### About this task
From the records below, output exactly the lines running from the line containing "assert_eq!(problem.min_team_load(), 2);" through the line containing "assert!(violation(&problem, &solution) >", and no others.

(Records from a dataset)
# # #
//! Acceptance criteria for comparing candidate solutions.

use crate::objective::{Evaluation, Evaluator};
use crate::solution::Solution;
use serde::Serialize;

/// A solution together with its evaluation under the active objective.
#[derive(Debug, Clone, Serialize)]
pub struct Candidate {
    pub solution: Solution,
    pub evaluation: Evaluation,
}

impl Candidate {
    /// Evaluate a solution and wrap it.
    pub fn new(evaluator: &Evaluator<'_>, solution: Solution) -> Self {
        let evaluation = evaluator.evaluate(&solution);
        Candidate {
            solution,
            evaluation,
        }
    }

    /// Objective value, ignoring violations.
    pub fn value(&self) -> f64 {
        self.evaluation.value
    }

    /// Penalized score used for every comparison.
    pub fn score(&self) -> f64 {
        self.evaluation.score
    }

    pub fn violation(&self) -> f64 {
        self.evaluation.violation
    }

    pub fn is_feasible(&self) -> bool {
        self.evaluation.is_feasible()
    }

    /// True when `self` is strictly better than `other`.
    pub fn improves_on(&self, other: &Candidate) -> bool {
        self.score() < other.score()
    }
}

/// Pick the better of two candidates; ties keep `a`.
pub fn better_of(a: Candidate, b: Candidate) -> Candidate {
    if b.improves_on(&a) {
        b
    } else {
        a
    }
}

/// Strict-improvement tournament between the incumbent and a neighbor.
///
/// Returns the neighbor and `true` iff it scores strictly lower, otherwise
/// the incumbent and `false`. For feasible candidates the score is the
/// objective value.
pub fn tournament_selection(current: Candidate, neighbor: Candidate) -> (Candidate, bool) {
    if neighbor.improves_on(&current) {
        (neighbor, true)
    } else {
        (current, false)
    }
}
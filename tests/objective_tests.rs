//! Unit tests for the objective functions and the constraint evaluator.

use asset_vns::objective::{
    distance_objective, is_feasible, team_count_objective, team_imbalance_objective, violation,
    violation_breakdown, Evaluator, Objective,
};
use asset_vns::problem::Problem;
use asset_vns::solution::{BinaryMatrix, Solution};

/// Two bases at positions 0 and 10, four assets at 1, 2, 11 and 12.
fn create_test_problem(eta: f64) -> Problem {
    let positions = [1.0_f64, 2.0, 11.0, 12.0];
    let bases = [0.0_f64, 10.0];
    let distances = positions
        .iter()
        .map(|p| bases.iter().map(|b| (p - b).abs()).collect())
        .collect();

    Problem::new(4, 2, 2, eta, distances).unwrap()
}

/// Team 0 at base 0 with assets 0 and 1, team 1 at base 1 with assets 2 and 3.
fn create_feasible_solution(problem: &Problem) -> Solution {
    Solution::from_assignment(problem, &[0, 0, 1, 1], &[Some(0), Some(1)], &[0, 0, 1, 1])
}

#[test]
fn test_distance_objective_single_base() {
    let distances = vec![vec![1.0], vec![2.0], vec![3.0], vec![4.0]];
    let problem = Problem::new(4, 1, 2, 0.5, distances).unwrap();

    let split = Solution::from_assignment(&problem, &[0, 0, 0, 0], &[Some(0), Some(0)], &[0, 0, 1, 1]);
    let lopsided =
        Solution::from_assignment(&problem, &[0, 0, 0, 0], &[Some(0), Some(0)], &[1, 1, 1, 0]);

    // Team membership does not matter when every team sits at the only base
    assert_eq!(distance_objective(&problem, &split), 10.0);
    assert_eq!(distance_objective(&problem, &lopsided), 10.0);
}

#[test]
fn test_distance_objective_is_team_routed() {
    let problem = create_test_problem(0.5);
    let mut solution = create_feasible_solution(&problem);
    assert_eq!(distance_objective(&problem, &solution), 1.0 + 2.0 + 1.0 + 2.0);

    // Asset 0 stays attached to base 0 but is serviced by team 1 at base 1
    solution.set_team(0, 1);
    assert_eq!(distance_objective(&problem, &solution), 9.0 + 2.0 + 1.0 + 2.0);
    assert!(!is_feasible(&problem, &solution));
}

#[test]
fn test_team_objectives_diverge() {
    let distances = vec![vec![1.0]; 12];
    let problem = Problem::new(12, 1, 4, 0.1, distances).unwrap();

    // Loads [5, 5, 0, 2]
    let teams = [0, 0, 0, 0, 0, 1, 1, 1, 1, 1, 3, 3];
    let placement = [Some(0), Some(0), Some(0), Some(0)];
    let solution = Solution::from_assignment(&problem, &[0; 12], &placement, &teams);

    assert_eq!(solution.team_loads(), vec![5, 5, 0, 2]);
    assert_eq!(team_count_objective(&solution), 3.0);
    assert_eq!(team_imbalance_objective(&solution), 3.0);

    // Loads [5, 1]: count and imbalance differ
    let distances = vec![vec![1.0]; 6];
    let problem = Problem::new(6, 1, 2, 0.1, distances).unwrap();
    let solution =
        Solution::from_assignment(&problem, &[0; 6], &[Some(0), Some(0)], &[0, 0, 0, 0, 0, 1]);

    assert_eq!(team_count_objective(&solution), 2.0);
    assert_eq!(team_imbalance_objective(&solution), 4.0);
}

#[test]
fn test_team_imbalance_without_active_teams() {
    let problem = create_test_problem(0.5);
    let solution = Solution::empty(&problem);

    assert_eq!(team_imbalance_objective(&solution), 0.0);
    assert_eq!(team_count_objective(&solution), 0.0);
}

#[test]
fn test_feasible_solution_has_zero_violation() {
    let problem = create_test_problem(0.5);
    let solution = create_feasible_solution(&problem);

    assert_eq!(violation(&problem, &solution), 0.0);
    assert!(is_feasible(&problem, &solution));
}

#[test]
fn test_team_on_two_bases() {
    let problem = create_test_problem(0.5);
    let mut solution = create_feasible_solution(&problem);
    solution.y.set(1, 0, true);

    let breakdown = violation_breakdown(&problem, &solution);
    assert_eq!(breakdown.team_to_one_base, 1.0);
    assert_eq!(breakdown.total(), 1.0);
}

#[test]
fn test_asset_without_base() {
    let problem = create_test_problem(0.5);
    let mut solution = create_feasible_solution(&problem);
    solution.x.clear_row(0);

    let breakdown = violation_breakdown(&problem, &solution);
    assert_eq!(breakdown.asset_to_one_base, 1.0);
    assert_eq!(breakdown.asset_team_matches_base, 1.0);
    assert_eq!(breakdown.total(), 2.0);
}

#[test]
fn test_asset_on_two_bases_is_squared() {
    let problem = create_test_problem(0.5);
    let mut solution = create_feasible_solution(&problem);
    solution.x.set(0, 1, true);

    let breakdown = violation_breakdown(&problem, &solution);
    assert_eq!(breakdown.asset_to_one_base, 1.0);
    assert!(!breakdown.is_structurally_sound());
}

#[test]
fn test_asset_on_base_without_team() {
    let distances = vec![vec![1.0, 2.0, 3.0]; 4];
    let problem = Problem::new(4, 3, 2, 0.5, distances).unwrap();
    let mut solution =
        Solution::from_assignment(&problem, &[0, 0, 1, 1], &[Some(0), Some(1)], &[0, 0, 1, 1]);

    // Base 2 hosts no team
    solution.x.clear_row(0);
    solution.x.set(0, 2, true);

    let breakdown = violation_breakdown(&problem, &solution);
    assert_eq!(breakdown.asset_base_has_team, 1.0);
    assert_eq!(breakdown.asset_team_matches_base, 1.0);
    assert_eq!(breakdown.total(), 2.0);
}

#[test]
fn test_asset_with_two_teams() {
    let problem = create_test_problem(0.5);
    let mut solution = create_feasible_solution(&problem);
    solution.h.set(0, 1, true);

    let breakdown = violation_breakdown(&problem, &solution);
    assert_eq!(breakdown.asset_to_one_team, 1.0);
    assert_eq!(breakdown.asset_team_matches_base, 1.0);
    assert_eq!(breakdown.minimum_team_load, 0.0);
}

#[test]
fn test_minimum_team_load() {
    // eta = 1.0, n = 4, s = 2: every active team needs two assets
    let problem = create_test_problem(1.0);
    assert_eq!(problem.min_team_load(), 2);

    let solution =
        Solution::from_assignment(&problem, &[0, 0, 0, 1], &[Some(0), Some(1)], &[0, 0, 0, 1]);

    let breakdown = violation_breakdown(&problem, &solution);
    assert_eq!(breakdown.minimum_team_load, 1.0);
    assert_eq!(breakdown.total(), 1.0);
    assert!(breakdown.is_structurally_sound());
}

#[test]
fn test_idle_team_is_not_a_violation() {
    let problem = create_test_problem(1.0);

    // Team 1 is stationed but serves nobody
    let solution =
        Solution::from_assignment(&problem, &[0, 0, 0, 0], &[Some(0), Some(1)], &[0, 0, 0, 0]);

    assert!(is_feasible(&problem, &solution));
}

#[test]
fn test_broken_matrix_never_feasible() {
    let problem = create_test_problem(0.5);
    let solution = Solution {
        x: BinaryMatrix::from_rows(&[vec![1, 1], vec![1, 0], vec![0, 1], vec![0, 1]]).unwrap(),
        y: BinaryMatrix::from_rows(&[vec![1, 0], vec![0, 1]]).unwrap(),
        h: BinaryMatrix::from_rows(&[vec![1, 0], vec![1, 0], vec![0, 1], vec![0, 1]]).unwrap(),
    };

    assert!(violation(&problem, &solution) > 0.0);
    assert!(!is_feasible(&problem, &solution));
}

#[test]
fn test_evaluator_scores() {
    let problem = create_test_problem(0.5);
    let evaluator = Evaluator::new(&problem, Objective::Distance);

    // Upper bound: sum of the largest distance per asset
    assert_eq!(evaluator.penalty_weight(), 9.0 + 8.0 + 11.0 + 12.0 + 1.0);

    let feasible = create_feasible_solution(&problem);
    let evaluation = evaluator.evaluate(&feasible);
    assert!(evaluation.is_feasible());
    assert_eq!(evaluation.score, evaluation.value);

    let mut broken = feasible.clone();
    broken.set_team(0, 1);
    let evaluation = evaluator.evaluate(&broken);
    assert!(!evaluation.is_feasible());
    assert!(evaluation.score > evaluator.penalty_weight());
}

#[test]
fn test_objective_names() {
    assert_eq!("f1".parse::<Objective>().unwrap(), Objective::Distance);
    assert_eq!("f2".parse::<Objective>().unwrap(), Objective::TeamImbalance);
    assert_eq!("f2-count".parse::<Objective>().unwrap(), Objective::TeamCount);
    assert_eq!("team-count".parse::<Objective>().unwrap(), Objective::TeamCount);
    assert!("f3".parse::<Objective>().is_err());

    assert_eq!(Objective::TeamCount.to_string(), "f2-count");
    assert_eq!(serde_json::to_string(&Objective::TeamImbalance).unwrap(), "\"f2\"");
    assert_eq!(
        serde_json::from_str::<Objective>("\"distance\"").unwrap(),
        Objective::Distance
    );
}

#[test]
fn test_objective_value_dispatch() {
    let problem = create_test_problem(0.5);
    let solution = create_feasible_solution(&problem);

    assert_eq!(Objective::Distance.value(&problem, &solution), 6.0);
    assert_eq!(Objective::TeamImbalance.value(&problem, &solution), 0.0);
    assert_eq!(Objective::TeamCount.value(&problem, &solution), 2.0);
}
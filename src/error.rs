//! Error types for instance validation, construction and configuration.

use std::fmt;

/// Fatal errors raised before or while setting up a search run.
///
/// Infeasible candidates met during the search are not errors: they are
/// scored by the evaluator and rejected by local search and acceptance.
#[derive(Debug, Clone, PartialEq)]
pub enum Error {
    /// The problem instance violates its structural invariants.
    InvalidInstance(String),
    /// The constructive heuristic could not attach every asset.
    InfeasibleConstruction(String),
    /// A configuration parameter is out of range.
    InvalidConfig(String),
}

impl fmt::Display for Error {
    fn fmt(&self, f: &mut fmt::Formatter<'_>) -> fmt::Result {
        match self {
            Error::InvalidInstance(msg) => write!(f, "invalid instance: {}", msg),
            Error::InfeasibleConstruction(msg) => write!(f, "infeasible construction: {}", msg),
            Error::InvalidConfig(msg) => write!(f, "invalid configuration: {}", msg),
        }
    }
}

impl std::error::Error for Error {}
# # #
### Written answer
    assert_eq!(problem.min_team_load(), 2);

    let solution =
        Solution::from_assignment(&problem, &[0, 0, 0, 1], &[Some(0), Some(1)], &[0, 0, 0, 1]);

    let breakdown = violation_breakdown(&problem, &solution);
    assert_eq!(breakdown.minimum_team_load, 1.0);
    assert_eq!(breakdown.total(), 1.0);
    assert!(breakdown.is_structurally_sound());
}

#[test]
fn test_idle_team_is_not_a_violation() {
    let problem = create_test_problem(1.0);

    // Team 1 is stationed but serves nobody
    let solution =
        Solution::from_assignment(&problem, &[0, 0, 0, 0], &[Some(0), Some(1)], &[0, 0, 0, 0]);

    assert!(is_feasible(&problem, &solution));
}

#[test]
fn test_broken_matrix_never_feasible() {
    let problem = create_test_problem(0.5);
    let solution = Solution {
        x: BinaryMatrix::from_rows(&[vec![1, 1], vec![1, 0], vec![0, 1], vec![0, 1]]).unwrap(),
        y: BinaryMatrix::from_rows(&[vec![1, 0], vec![0, 1]]).unwrap(),
        h: BinaryMatrix::from_rows(&[vec![1, 0], vec![1, 0], vec![0, 1], vec![0, 1]]).unwrap(),
    };

    assert!(violation(&problem, &solution) > 0.0);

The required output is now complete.